Premièrement, c’est donc sur la base de l’analyse des pratiques de justification de la valeur sociale de l’UCPA que nous avançons ici l’hypothèse selon laquelle toute organisation de l’ESS est habitée par la dissonance entre valeur sociale et valeur économique. Les membres des organisations de l’ESS doivent justifier leurs décisions, leurs actions et leurs résultats en faisant implicitement ou explicitement référence à des critères d’évaluation renvoyant à des définitions de ce qui est bien et juste d’un point de vue social ou économique (Boltanski et Thévenot 2011 [1991] ; D. Stark 2011a). Les critères d’évaluation sociaux rendent compte du projet ou de la mission sociale de l’organisation tandis que les critères d’évaluation économique rendent compte de l’insertion de l’organisation au sein d’un système économique ou d’un marché concurrentiel. Il est, en ce sens, important de reconnaître que les organisations de l’ESS constituent des cadres d’action où de multiples registres de valeurs et critères d’évaluation sont en jeu. D. Stark (Ibid.) appelle « dissonance » ce type de situation où des critères d’évaluation divers et antagonistes se chevauchent et les organisations de l’ESS peuvent ainsi adopter différentes stratégies pour aborder la dissonance entre valeur sociale et valeur économique. Nous avons envisagé trois stratégies pour gérer la dissonance - la cacophonie, le compartimentage et l’hétérarchie (l’hétérarchie semblant être la meilleure issue pour accueillir la dissonance de façon vertueuse en conciliant, d’une part, pérennité économique et contribution à la société et, d’autre part, réflexivité organisationnelle et innovation) (D. Stark 2002). C’est ainsi que l’évaluation de l’utilité sociale en tant que processus d’enquête sur la valeur sociale peut constituer le moyen idéal de gérer la « dissonance interne » à travers le développement de critères d’évaluation sociaux d’une organisation de l’ESS et leur articulation avec des critères économiques plus classiques d’évaluation.

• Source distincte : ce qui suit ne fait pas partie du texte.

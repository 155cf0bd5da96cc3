pub mod airport;

pub mod clock;

pub mod config;

pub mod dataset;

pub mod engine;

pub mod flight;

pub mod flight_status;

pub mod geo;

pub mod occupancy;

pub mod path;

pub mod pick;

pub mod reveal;

pub mod sim_error;

pub mod test_data;

pub mod timer;

pub mod transform;

pub mod view_state;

Secondement, l’analyse des demandes de redevabilité (accountability) sur la valeur sociale auxquelles les financeurs solidaires soumettaient l’UCPA nous invite à postuler que toute organisation de l’ESS est soumise, dans sa relation avec ses principales parties prenantes, à une demande de preuves en ce qui concerne son engagement en faveur de la valeur sociale. Or, de telles preuves ne peuvent se réduire à de simples indicateurs quantitatifs de performance sociale (Joannidès et Jaumier 2013a). Les relations entre les organisations de l’ESS et ses parties prenantes apparaissent, dès lors, comme des « transactions » dont le caractère « encastré » et « intersubjectif » implique que ce qui circule entre eux n’est pas seulement de l’argent, des biens et des services, mais également du sens, des symboles et de la reconnaissance (Dewey et Bentley 1960 [1949] ; Mead 2006 [1934] ; Polanyi 2009 [1944]). C’est ainsi qu’à la base de tout processus de redevabilité (accountability) se trouvent des enjeux moraux et identitaires situés en amont des enjeux de contrôle des résultats et de performances. Pour que les indicateurs sociaux d’une organisation de l’ESS soient légitimes et crédibles aux yeux d’un tiers, un récit convaincant de ses actes, de leur motivation et de leurs conséquences sur la société doit donc exister. Pour qu’une partie prenante valide les « comptes » (les indicateurs quantitatifs de valeur sociale) d’une organisation de l’ESS elle doit vérifier ou supposer l’existence des « contes » ou d’une narration auxquels elle adhère et qu’elle soutient (Viveret 2008). Ainsi, dans le scénario où les critères de valeur sociale d’une partie prenante entrent en « dissonance » avec l’image que cette dernière se fait d’une organisation, aucun indicateur quantitatif ne s’avèrera suffisant pour gagner l’approbation de cette partie prenante. L’évaluation de l’utilité sociale en tant que processus d’enquête sur la valeur sociale peut, dès lors, apparaître comme le moyen idéal de gérer les « dissonances externes » à travers un dialogue avec les parties prenantes et un travail sur l’identité et les fondements mêmes de l’organisation.